Merge "devtools/ci/remote-cache: init"
diff --git a/devtools/ci/remote-cache/BUILD.bazel b/devtools/ci/remote-cache/BUILD.bazel
new file mode 100644
index 0000000..4d46955
--- /dev/null
+++ b/devtools/ci/remote-cache/BUILD.bazel
@@ -0,0 +1,23 @@
+load("@io_bazel_rules_go//go:def.bzl", "go_binary", "go_library")
+
+go_library(
+    name = "go_default_library",
+    srcs = [
+        "main.go",
+        "service.go",
+    ],
+    importpath = "code.hackerspace.pl/hscloud/devtools/ci/remote-cache",
+    visibility = ["//visibility:private"],
+    deps = [
+        "//go/mirko:go_default_library",
+        "@com_github_golang_glog//:go_default_library",
+        "@com_github_minio_minio_go_v7//:go_default_library",
+        "@com_github_minio_minio_go_v7//pkg/credentials:go_default_library",
+    ],
+)
+
+go_binary(
+    name = "remote-cache",
+    embed = [":go_default_library"],
+    visibility = ["//visibility:public"],
+)
diff --git a/devtools/ci/remote-cache/README.md b/devtools/ci/remote-cache/README.md
new file mode 100644
index 0000000..667f39a
--- /dev/null
+++ b/devtools/ci/remote-cache/README.md
@@ -0,0 +1,34 @@
+remote-cache
+============
+
+A small Go service that acts as a [Bazel remote cache HTTP server](https://docs.bazel.build/versions/master/remote-caching.html#http-caching-protocol) and is backed in Ceph.
+
+Status
+------
+
+Work in progress, does not run on prod yet, needs write authentication support first.
+
+Building
+--------
+
+    bazel build //devtools/ci/remote-cache
+
+Running locally
+---------------
+
+For now, you'll have to manually acquire some Ceph RadosGW/S3 keys. When you have them:
+
+    bazel run //devtools/ci/remote-cache -- \
+        -object_access_key YOURACCESSKEY -object_secret_key yourSecretAccessKey -object_bucket your-bucket
+
+Then, tell Bazel to connect when building something:
+
+    bazel build --remote_cache=http://127.0.0.1:8080 //cluster/prodvider
+
+You should see something like this, if you ended up mostly doing GETs:
+
+    INFO: Elapsed time: 40.149s, Critical Path: 30.40s
+    INFO: 705 processes: 705 remote cache hit.

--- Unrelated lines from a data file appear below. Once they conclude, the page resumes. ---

//! Contract-address signal detection.
//!
//! A signal is a chat message that names a contract address after the word
//! `CA`. Detection is a pure function of the message: the same
//! [`SignalCandidate`] always produces the same [`Extraction`].

pub mod extractor;
pub mod patterns;

use chrono::{DateTime, Utc};
use serde::Serialize;

pub use extractor::{Extraction, Rejection, SignalExtractor};

/// A chat message considered for signal extraction.
#[derive(Debug, Clone, PartialEq, Eq)]
pub struct SignalCandidate {
    pub message_id: String,
    pub channel_id: String,
    pub author_id: String,
    pub is_bot_author: bool,
    pub raw_text: String,
    /// Message timestamp as reported by the gateway.
    pub received_at: DateTime<Utc>,
}

/// How the address was located in the message.
#[derive(Debug, Clone, Copy, PartialEq, Eq, Serialize)]
#[serde(rename_all = "snake_case")]
pub enum Confidence {
    /// Found right after `CA:`, `CA=` or `CA `.
    High,
    /// Found as a bare alphanumeric run elsewhere in the text.
    Low,
}

/// A validated signal handed to the notification sink.
#[derive(Debug, Clone, PartialEq, Eq, Serialize)]
pub struct SignalRecord {
    pub token_address: String,
    pub source_channel_id: String,
    pub message_id: String,
    pub author_id: String,
    pub detected_at: DateTime<Utc>,
    pub confidence: Confidence,
}
use std::collections::HashSet;

use super::patterns::{self, ADDRESS_PATTERNS};
use super::{SignalCandidate, SignalRecord};

/// Why a message produced no signal. Rejections are ordinary outcomes.
#[derive(Debug, Clone, Copy, PartialEq, Eq)]
pub enum Rejection {
    UnsubscribedChannel,
    BotAuthor,
    NoSignalWord,
    NoValidAddress,
}

impl Rejection {
    pub fn as_str(self) -> &'static str {
        match self {
            Rejection::UnsubscribedChannel => "unsubscribed_channel",
            Rejection::BotAuthor => "bot_author",
            Rejection::NoSignalWord => "no_signal_word",
            Rejection::NoValidAddress => "no_valid_address",
        }
    }
}

#[derive(Debug, Clone, PartialEq, Eq)]
pub enum Extraction {
    Signal(SignalRecord),
    Rejected(Rejection),
}

impl Extraction {
    pub fn into_record(self) -> Option<SignalRecord> {
        match self {
            Extraction::Signal(record) => Some(record),
            Extraction::Rejected(_) => None,
        }
    }
}

/// Stateless signal filter for a fixed set of subscribed channels.
#[derive(Debug, Clone)]
pub struct SignalExtractor {
    subscribed: HashSet<String>,
}

impl SignalExtractor {
    pub fn new<I, S>(subscribed: I) -> Self
    where
        I: IntoIterator<Item = S>,
        S: Into<String>,
    {
        Self {
            subscribed: subscribed.into_iter().map(Into::into).collect(),
        }
    }

    pub fn is_subscribed(&self, channel_id: &str) -> bool {
        self.subscribed.contains(channel_id)
    }

    /// Run the filters in order, stopping at the first rejection. At most one
    /// record is produced per message.
    pub fn evaluate(&self, candidate: &SignalCandidate) -> Extraction {
        if !self.is_subscribed(&candidate.channel_id) {
            return Extraction::Rejected(Rejection::UnsubscribedChannel);
        }
        if candidate.is_bot_author {
            return Extraction::Rejected(Rejection::BotAuthor);
        }
        if !patterns::has_signal_word(&candidate.raw_text) {
            return Extraction::Rejected(Rejection::NoSignalWord);
        }

        let found = ADDRESS_PATTERNS.iter().find_map(|pattern| {
            pattern
                .first_valid(&candidate.raw_text)
                .map(|address| (*pattern, address))
        });

        match found {
            Some((pattern, address)) => Extraction::Signal(SignalRecord {
                token_address: address.to_string(),
                source_channel_id: candidate.channel_id.clone(),
                message_id: candidate.message_id.clone(),
                author_id: candidate.author_id.clone(),
                detected_at: candidate.received_at,
                confidence: pattern.confidence(),
            }),
            None => Extraction::Rejected(Rejection::NoValidAddress),
        }
    }

    pub fn extract(&self, candidate: &SignalCandidate) -> Option<SignalRecord> {
        self.evaluate(candidate).into_record()
    }
}
use thiserror::Error;

/// Errors raised by the gateway session.
///
/// Only the fatal variants (see [`GatewayError::is_fatal`]) ever leave
/// [`GatewaySession::run`](crate::gateway::GatewaySession::run); the rest are
/// handled by the reconnect loop and surface as lifecycle events.
#[derive(Debug, Error)]
pub enum GatewayError {
    #[error("websocket error: {0}")]
    Transport(#[from] tokio_tungstenite::tungstenite::Error),
    #[error("malformed gateway payload: {0}")]
    Decode(#[from] serde_json::Error),
    #[error("protocol error: {0}")]
    Protocol(String),
    #[error("no HELLO received within the handshake window")]
    HelloTimeout,
    #[error("authentication failed ({0}): the token was rejected")]
    AuthenticationFailed(u16),
    #[error("disallowed intents ({0}): enable the privileged intents for this application")]
    DisallowedIntents(u16),
    #[error("invalid intents ({0})")]
    InvalidIntents(u16),
    #[error("gateway closed the session with unrecoverable code {0}")]
    UnrecoverableClose(u16),
    #[error("gave up after {0} consecutive invalidated sessions")]
    ReconnectAttemptsExhausted(u32),
}

impl GatewayError {
    /// Terminal errors require operator action; retrying with the same
    /// credential cannot succeed.
    pub fn is_fatal(&self) -> bool {
        matches!(
            self,
            GatewayError::AuthenticationFailed(_)
                | GatewayError::DisallowedIntents(_)
                | GatewayError::InvalidIntents(_)
                | GatewayError::UnrecoverableClose(_)
                | GatewayError::ReconnectAttemptsExhausted(_)
        )
    }

    /// The gateway close code behind a fatal error, if any.
    pub fn close_code(&self) -> Option<u16> {
        match self {
            GatewayError::AuthenticationFailed(code)
            | GatewayError::DisallowedIntents(code)
            | GatewayError::InvalidIntents(code)
            | GatewayError::UnrecoverableClose(code) => Some(*code),
            _ => None,
        }
    }
}

#[derive(Debug, Error)]
pub enum ConfigError {
    #[error("missing required setting {0}")]
    Missing(&'static str),
    #[error("invalid value for {key}: {reason}")]
    Invalid { key: &'static str, reason: String },
    #[error("failed to read config file {path}: {source}")]
    Io {
        path: String,
        #[source]
        source: std::io::Error,
    },
    #[error("failed to parse config file: {0}")]
    Parse(#[from] toml::de::Error),
}

#[derive(Debug, Error)]
pub enum SinkError {
    #[error("HTTP error: {0}")]
    Http(#[from] reqwest::Error),
    #[error("webhook returned {status}: {body}")]
    Rejected { status: u16, body: String },
}

#[cfg(test)]
mod tests {
    use super::*;

    #[test]
    fn test_auth_failures_are_fatal() {
        assert!(GatewayError::AuthenticationFailed(4004).is_fatal());
        assert!(GatewayError::DisallowedIntents(4014).is_fatal());
        assert!(GatewayError::InvalidIntents(4013).is_fatal());
        assert!(GatewayError::ReconnectAttemptsExhausted(5).is_fatal());
    }

    #[test]
    fn test_transient_errors_are_recoverable() {
        assert!(!GatewayError::HelloTimeout.is_fatal());
        assert!(!GatewayError::Protocol("bad frame".into()).is_fatal());
    }

    #[test]
    fn test_close_code_exposed_for_fatal_errors() {
        assert_eq!(GatewayError::DisallowedIntents(4011).close_code(), Some(4011));
        assert_eq!(GatewayError::HelloTimeout.close_code(), None);
    }
}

+    INFO: Build completed successfully, 718 total actions
+
+This will be slower than building without cache if you mostly PUT cache elements, and will likely even be slower on GETs unless you have excellent connectivity to k0. The remote cache is only a building block used to make builds faster, and we will need more things (eg. Remote Build Execution and CI) to actually get speedups for developer builds.
diff --git a/devtools/ci/remote-cache/main.go b/devtools/ci/remote-cache/main.go
new file mode 100644
index 0000000..dfb23a6
--- /dev/null
+++ b/devtools/ci/remote-cache/main.go
@@ -0,0 +1,77 @@
+package main
+
+import (
+	"flag"
+	"net"
+	"net/http"
+
+	"code.hackerspace.pl/hscloud/go/mirko"
+
+	"github.com/golang/glog"
+	"github.com/minio/minio-go/v7"
+	"github.com/minio/minio-go/v7/pkg/credentials"
+)
+
+var (
+	flagListenPublic    = ":8080"
+	flagObjectEndpoint  = "object.ceph-waw3.hswaw.net"
+	flagObjectAccessKey = ""
+	flagObjectSecretKey = ""
+	flagObjectBucket    = ""
+	flagObjectPrefix    = "cache/"
+)
+
+func main() {
+	flag.StringVar(&flagListenPublic, "listen_public", flagListenPublic, "Address to listen on for Bazel HTTP caching protocol clients")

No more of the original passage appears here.